Thicker chalk style paints can be a real asset when you realize you’ll likely only need one coat of paint on a piece. However, the thick paint can also be hard to work with. The brushstrokes left by this thick paint are also quite defined.
And, if you’re like me, you’re probably planning on doing a second coat anyway (I always miss at least a few spots on the first coat!). In which case it really doesn’t make sense to struggle through painting with ultra-thick paint.
Luckily, it’s easy to water down chalk paint to make it easier to work with, lessen brushstrokes, and even help your paint can go a little further.
How to Thin Down Chalk Paint Step by Step
If you’d rather watch a video, find one linked at the end of this quick tutorial.
Supplies: You’ll need chalk paint, a paint stick for stirring, a separate cup/container, water, a measuring spoon and a little tinfoil.
1. Pour some chalk paint into a separate container.
First, move some paint into a separate container (I usually use a plastic cup). You can gauge the amount based on the size of your project, but for the sake of demonstration I’m using 1/3 cup of paint.
Tip: When pouring your paint into a separate container, wrap a section of tinfoil around the rim of your can. This prevents the paint from flowing over the rim of the can and making it all gunky like the can above!
2. Add water to the chalk paint.
To 1/3 cup of chalk paint, I will add about 1/2 teaspoon of water at a time. If you know you’ll be using a larger amount of paint, feel free to start with more paint in the cup. Since you have the paint in a separate container it’s easy to add a little more paint if you mistakenly water it down too much.
Stir the paint thoroughly.
I think I’ve seen Annie Sloan recommend about a 10 to 1 ratio when thinning down paint. My method uses less water at the start, but by the time we’re done adjusting the consistency we’ll probably be closer to something like 10 to 1. It’s really just all about achieving the consistency you are after!

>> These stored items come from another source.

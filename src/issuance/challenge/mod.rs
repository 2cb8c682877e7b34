//! Challenge providers and the registry that maps a configured challenge name
//! to a constructor.
//!
//! The registry is assembled once at startup and only read afterwards. Each
//! registration declares the ACME capability its providers satisfy; a
//! constructor that hands back a provider for a different capability is a
//! programming error and panics.

use std::{collections::BTreeMap, fmt};

use log::debug;

use crate::{core::types::DomainPolicy, error::ProviderError};

mod dns;
mod http_port;
mod webroot;

pub use dns::DnsChallenge;
pub use http_port::HttpPortProvider;
pub use webroot::WebrootProvider;

#[derive(Debug, Clone, Copy, PartialEq, Eq, Hash)]
pub enum Capability {
    Http01,
    TlsAlpn01,
    Dns01,
}

impl fmt::Display for Capability {
    fn fmt(&self, f: &mut fmt::Formatter<'_>) -> fmt::Result {
        f.write_str(match self {
            Capability::Http01 => "http-01",
            Capability::TlsAlpn01 => "tls-alpn-01",
            Capability::Dns01 => "dns-01",
        })
    }
}

/// What the CA expects to find for one authorization.
#[derive(Debug, Clone, PartialEq, Eq)]
pub struct ChallengeResponse {
    pub domain: String,
    /// HTTP-01 token; other capabilities carry none.
    pub token: Option<String>,
    /// Key authorization (HTTP-01), TXT value (DNS-01) or hex SHA-256 digest
    /// of the key authorization (TLS-ALPN-01).
    pub proof: String,
}

pub trait ChallengeProvider: Send {
    fn capability(&self) -> Capability;
    fn present(&mut self, challenge: &ChallengeResponse) -> anyhow::Result<()>;
    fn cleanup(&mut self, challenge: &ChallengeResponse) -> anyhow::Result<()>;
}

pub type ProviderFactory =
    Box<dyn Fn(&DomainPolicy) -> Result<Box<dyn ChallengeProvider>, ProviderError> + Send + Sync>;

struct Registration {
    capability: Capability,
    factory: ProviderFactory,
}

pub struct ChallengeRegistry {
    entries: BTreeMap<String, Registration>,
}

impl ChallengeRegistry {
    pub fn empty() -> Self {
        Self {
            entries: BTreeMap::new(),
        }
    }

    /// Every provider shipped with the crate.
    pub fn builtin() -> Self {
        Self::empty()
            .register("http-path", Capability::Http01, Box::new(WebrootProvider::from_policy))
            .register("http-port", Capability::Http01, Box::new(HttpPortProvider::from_policy))
            .register("dns-cloudflare", Capability::Dns01, Box::new(dns::cloudflare_from_policy))
            .register(
                "dns-digitalocean",
                Capability::Dns01,
                Box::new(dns::digitalocean_from_policy),
            )
    }

    pub fn register(mut self, name: &str, capability: Capability, factory: ProviderFactory) -> Self {
        let previous = self.entries.insert(
            name.to_string(),
            Registration {
                capability,
                factory,
            },
        );
        assert!(previous.is_none(), "challenge provider `{name}` registered twice");
        self
    }

    pub fn names(&self) -> impl Iterator<Item = &str> {
        self.entries.keys().map(String::as_str)
    }

    pub fn capability(&self, name: &str) -> Result<Capability, ProviderError> {
        self.entries
            .get(name)
            .map(|entry| entry.capability)
            .ok_or_else(|| ProviderError::Unknown(name.to_string()))
    }

    /// Builds a fresh provider for one obtain/renew attempt.
    pub fn build(
        &self,
        policy: &DomainPolicy,
    ) -> Result<(Capability, Box<dyn ChallengeProvider>), ProviderError> {
        let name = policy.challenge_name.as_str();
        let entry = self
            .entries
            .get(name)
            .ok_or_else(|| ProviderError::Unknown(name.to_string()))?;
        let provider = (entry.factory)(policy)?;
        assert_eq!(
            provider.capability(),
            entry.capability,
            "challenge provider `{name}` is registered for {} but built a {} provider",
            entry.capability,
            provider.capability()
        );
        debug!(
            "[challenge] built {name} ({}) for {}",
            entry.capability, policy.domain_key
        );
        Ok((entry.capability, provider))
    }
}

impl Default for ChallengeRegistry {
    fn default() -> Self {
        Self::builtin()
    }
}

pub(crate) fn required_option<'a>(
    policy: &'a DomainPolicy,
    provider: &str,
    key: &str,
) -> Result<&'a str, ProviderError> {
    policy.option(key).ok_or_else(|| ProviderError::InvalidOptions {
        provider: provider.to_string(),
        reason: format!("option `{key}` is required for {}", policy.domain_key),
    })
}
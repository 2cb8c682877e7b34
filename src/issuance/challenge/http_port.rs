//! Ephemeral HTTP-01 responder.
//!
//! `present` binds the listener and starts one serving thread that runs a
//! single-threaded tokio runtime. `cleanup` signals shutdown and joins the
//! thread, so no server outlives the attempt that opened it. Dropping the
//! provider does the same.

use std::{
    convert::Infallible,
    net::{SocketAddr, TcpListener as StdTcpListener},
    sync::Arc,
    thread::{self, JoinHandle},
};

use anyhow::{Context, Result, anyhow};
use http_body_util::Full;
use hyper::{
    Method, Request, Response, StatusCode,
    body::{Bytes, Incoming},
    header::{CONTENT_TYPE, HOST, HeaderValue},
    server::conn::http1,
    service::service_fn,
};
use hyper_util::rt::TokioIo;
use log::{debug, warn};
use tokio::{net::TcpListener, sync::oneshot};

use super::{Capability, ChallengeProvider, ChallengeResponse};
use crate::{core::types::DomainPolicy, error::ProviderError};

const DEFAULT_ADDRESS: &str = "0.0.0.0:80";
const CHALLENGE_PREFIX: &str = "/.well-known/acme-challenge/";

pub struct HttpPortProvider {
    address: String,
    server: Option<ChallengeServer>,
}

struct ChallengeServer {
    local_addr: SocketAddr,
    shutdown: Option<oneshot::Sender<()>>,
    handle: Option<JoinHandle<()>>,
}

/// The single proof a running listener answers for.
#[derive(Debug, Clone)]
struct Route {
    domain: String,
    path: String,
    body: String,
}

impl HttpPortProvider {
    pub fn new(address: &str) -> Self {
        Self {
            address: listen_address(address),
            server: None,
        }
    }

    pub fn from_policy(policy: &DomainPolicy) -> Result<Box<dyn ChallengeProvider>, ProviderError> {
        Ok(Box::new(Self::new(policy.option("server").unwrap_or(DEFAULT_ADDRESS))))
    }

    /// Address of the running listener, if any.
    pub fn local_addr(&self) -> Option<SocketAddr> {
        self.server.as_ref().map(|server| server.local_addr)
    }

    fn start(&mut self, route: Route) -> Result<()> {
        let listener = StdTcpListener::bind(&self.address).map_err(|source| ProviderError::Bind {
            address: self.address.clone(),
            source,
        })?;
        listener
            .set_nonblocking(true)
            .context("failed to make challenge listener non-blocking")?;
        let local_addr = listener.local_addr().context("challenge listener has no address")?;

        let runtime = tokio::runtime::Builder::new_current_thread()
            .enable_io()
            .build()
            .context("failed to build challenge listener runtime")?;
        let listener = {
            let _guard = runtime.enter();
            TcpListener::from_std(listener).context("failed to register challenge listener")?
        };

        let (shutdown_tx, shutdown_rx) = oneshot::channel();
        let handle = thread::Builder::new()
            .name(format!("http-01 {}", route.domain))
            .spawn(move || runtime.block_on(serve(listener, Arc::new(route), shutdown_rx)))
            .context("failed to spawn challenge listener thread")?;

        debug!("[http-port] listening on {local_addr}");
        self.server = Some(ChallengeServer {
            local_addr,
            shutdown: Some(shutdown_tx),
            handle: Some(handle),
        });
        Ok(())
    }

    fn stop(&mut self) -> Result<()> {
        let Some(mut server) = self.server.take() else {
            return Ok(());
        };
        server.stop()
    }
}

impl ChallengeServer {
    /// Blocks until the serving thread has exited.
    fn stop(&mut self) -> Result<()> {
        if let Some(shutdown) = self.shutdown.take() {
            // The receiver is gone only if the server already exited.
            let _ = shutdown.send(());
        }
        if let Some(handle) = self.handle.take() {
            handle
                .join()
                .map_err(|_| anyhow!("challenge listener on {} panicked", self.local_addr))?;
            debug!("[http-port] listener on {} closed", self.local_addr);
        }
        Ok(())
    }
}

impl Drop for ChallengeServer {
    fn drop(&mut self) {
        if let Err(err) = self.stop() {
            warn!("[http-port] {err}");
        }
    }
}

impl ChallengeProvider for HttpPortProvider {
    fn capability(&self) -> Capability {
        Capability::Http01
    }

    fn present(&mut self, challenge: &ChallengeResponse) -> Result<()> {
        let token = challenge
            .token
            .as_deref()
            .ok_or_else(|| anyhow!("HTTP-01 challenge for {} carries no token", challenge.domain))?;
        // A leftover listener from an aborted attempt would hold the port.
        self.stop()?;
        self.start(Route {
            domain: challenge.domain.to_ascii_lowercase(),
            path: format!("{CHALLENGE_PREFIX}{token}"),
            body: challenge.proof.clone(),
        })
    }

    fn cleanup(&mut self, _challenge: &ChallengeResponse) -> Result<()> {
        self.stop()
    }
}

fn listen_address(raw: &str) -> String {
    let raw = raw.trim();
    if raw.is_empty() {
        return DEFAULT_ADDRESS.to_string();
    }
    if raw.parse::<SocketAddr>().is_ok() || raw.rsplit_once(':').is_some_and(|(_, port)| port.parse::<u16>().is_ok()) {
        return raw.to_string();
    }
    format!("{raw}:80")
}

async fn serve(listener: TcpListener, route: Arc<Route>, mut shutdown: oneshot::Receiver<()>) {
    loop {
        tokio::select! {
            _ = &mut shutdown => break,
            accepted = listener.accept() => match accepted {
                Ok((stream, peer)) => {
                    let route = Arc::clone(&route);
                    tokio::spawn(async move {
                        let service = service_fn(move |request: Request<Incoming>| {
                            let response = respond(&request, &route);
                            async move { Ok::<_, Infallible>(response) }
                        });
                        if let Err(err) = http1::Builder::new()
                            .keep_alive(false)
                            .serve_connection(TokioIo::new(stream), service)
                            .await
                        {
                            debug!("[http-port] request from {peer} failed: {err}");
                        }
                    });
                }
                Err(err) => warn!("[http-port] accept failed: {err}"),
            },
        }
    }
}

fn respond<B>(request: &Request<B>, route: &Route) -> Response<Full<Bytes>> {
    if !matches_route(request, route) {
        let mut response = Response::new(Full::default());
        *response.status_mut() = StatusCode::NOT_FOUND;
        return response;
    }
    debug!("[http-port] served {} for {}", route.path, route.domain);
    let mut response = Response::new(Full::new(Bytes::from(route.body.clone())));
    response
        .headers_mut()
        .insert(CONTENT_TYPE, HeaderValue::from_static("text/plain"));
    response
}

/// GET on the token path, with a Host that starts with the challenged domain.
fn matches_route<B>(request: &Request<B>, route: &Route) -> bool {
    if *request.method() != Method::GET || request.uri().path() != route.path {
        return false;
    }
    request
        .headers()
        .get(HOST)
        .and_then(|host| host.to_str().ok())
        .or_else(|| request.uri().host())
        .is_some_and(|host| host.trim().to_ascii_lowercase().starts_with(&route.domain))
}
use std::sync::atomic::{AtomicU64, Ordering};
use std::sync::{Arc, Mutex};
use std::time::Duration;

use async_trait::async_trait;
use common::TopologyPayload;
use libwatch::BackoffPolicy;
use log::{debug, error, info, warn};
use tokio::time::sleep;
use tokio_util::sync::CancellationToken;

pub const MAX_RETRY_ATTEMPTS: u32 = 5;
pub const INITIAL_RETRY_DELAY: Duration = Duration::from_secs(3);
pub const MAX_RETRY_DELAY: Duration = Duration::from_secs(30);

/// Destination of topology payloads. `apply` is an upsert.
#[async_trait]
pub trait ResourceWriteClient: Send + Sync {
    async fn apply(
        &self,
        target_id: &str,
        namespace: &str,
        payload: &TopologyPayload,
    ) -> anyhow::Result<()>;
}

#[derive(Debug, Clone, Copy)]
pub struct WriterPolicy {
    pub max_attempts: u32,
    pub backoff: BackoffPolicy,
}

impl Default for WriterPolicy {
    fn default() -> Self {
        Self {
            max_attempts: MAX_RETRY_ATTEMPTS,
            backoff: BackoffPolicy {
                min: INITIAL_RETRY_DELAY,
                max: MAX_RETRY_DELAY,
            },
        }
    }
}

/// Pushes the latest requested payload to a [`ResourceWriteClient`].
///
/// A new request supersedes anything still queued, and applies never run
/// concurrently, so the destination never goes back to an older payload.
pub struct RetryingWriter {
    inner: Arc<WriterInner>,
}

struct WriterInner {
    client: Arc<dyn ResourceWriteClient>,
    namespace: String,
    policy: WriterPolicy,
    generation: AtomicU64,
    apply_lock: tokio::sync::Mutex<()>,
    pending: Mutex<Option<CancellationToken>>,
    shutdown: CancellationToken,
}

impl RetryingWriter {
    pub fn new(
        client: Arc<dyn ResourceWriteClient>,
        namespace: impl Into<String>,
        policy: WriterPolicy,
    ) -> Self {
        Self {
            inner: Arc::new(WriterInner {
                client,
                namespace: namespace.into(),
                policy,
                generation: AtomicU64::new(0),
                apply_lock: tokio::sync::Mutex::new(()),
                pending: Mutex::new(None),
                shutdown: CancellationToken::new(),
            }),
        }
    }

    pub fn namespace(&self) -> &str {
        &self.inner.namespace
    }

    /// Queues `payload` for `target_id`, replacing any queued write.
    ///
    /// Must be called from within a tokio runtime.
    pub fn request_update(&self, target_id: &str, payload: &TopologyPayload) {
        if self.inner.shutdown.is_cancelled() {
            warn!("writer for {target_id} is shut down, dropping update");
            return;
        }
        let payload = Arc::new(payload.clone());
        let token = self.inner.shutdown.child_token();
        let generation = {
            let mut pending = self
                .inner
                .pending
                .lock()
                .unwrap_or_else(|poisoned| poisoned.into_inner());
            if let Some(previous) = pending.replace(token.clone()) {
                previous.cancel();
            }
            self.inner.generation.fetch_add(1, Ordering::AcqRel) + 1
        };
        let inner = self.inner.clone();
        let target_id = target_id.to_string();
        tokio::spawn(async move {
            inner.run_attempts(generation, token, target_id, payload).await;
        });
    }

    /// Cancels queued attempts. An apply already running is left to finish.
    pub fn shutdown(&self) {
        self.inner.shutdown.cancel();
    }
}

impl Drop for RetryingWriter {
    fn drop(&mut self) {
        self.shutdown();
    }
}

impl WriterInner {
    fn is_current(&self, generation: u64, token: &CancellationToken) -> bool {
        !token.is_cancelled() && self.generation.load(Ordering::Acquire) == generation
    }

    async fn run_attempts(
        &self,
        generation: u64,
        token: CancellationToken,
        target_id: String,
        payload: Arc<TopologyPayload>,
    ) {
        let mut attempt = 1;
        let mut delay = Duration::ZERO;
        loop {
            if !delay.is_zero() {
                tokio::select! {
                    biased;
                    _ = token.cancelled() => return,
                    _ = sleep(delay) => {}
                }
            }
            let _guard = tokio::select! {
                biased;
                _ = token.cancelled() => return,
                guard = self.apply_lock.lock() => guard,
            };
            if !self.is_current(generation, &token) {
                debug!("update of {target_id} superseded before attempt {attempt}");
                return;
            }

            match self
                .client
                .apply(&target_id, &self.namespace, &payload)
                .await
            {
                Ok(()) => {
                    if attempt > 1 {
                        info!("applied topology {target_id} after {attempt} attempts");
                    } else {
                        debug!("applied topology {target_id}");
                    }
                    return;
                }
                Err(e) if attempt >= self.policy.max_attempts => {
                    error!("giving up on topology {target_id} after {attempt} attempts: {e:?}");
                    return;
                }
                Err(e) => {
                    delay = self.policy.backoff.next(delay);
                    warn!(
                        "applying topology {target_id} failed (attempt {attempt}/{}), retrying in {delay:?}: {e:?}",
                        self.policy.max_attempts
                    );
                    attempt += 1;
                }
            }
        }
    }
}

3. Add more water as needed.
Continue adding water in small amounts and stirring well between additions until the desired consistency is reached.
You can even thin the paint down to a wash to create some interesting effects as you paint furniture or other projects.
4. Time to paint!
Now you are ready to paint your project.
What Kind of Water Should I Use?
Remember to always thin your paint down in a separate container–not in the original can. We have filtered water so I usually just use some of that, but distilled would be a great choice especially if you anticipate that you may be storing the thinned down paint for some time while you make progress on your project.
So long as you are using a separate container to thin down your paint though that will protect the full can.
Paints: I find that Annie Sloan Chalk Paint and Rust-Oleum Chalked tend to be thicker and I often thin these paints down before using.
Brushstrokes: Know that you will still have brushstrokes even with thinned down chalk paint. If you are looking for a paint without brushstrokes, chalk paint probably isn’t the right choice for your project.
Stir the paint: After adding water to paint don’t forget to stir it occasionally to keep the liquid mixed in well.
Storing paint: When I’m ready to store my chalk paint that I’ve transferred to a plastic cup I cover it with a piece of plastic wrap and rubber bands to store.
Whether you love to paint furniture or use chalk paints on craft projects, I hope that this quick tip was helpful!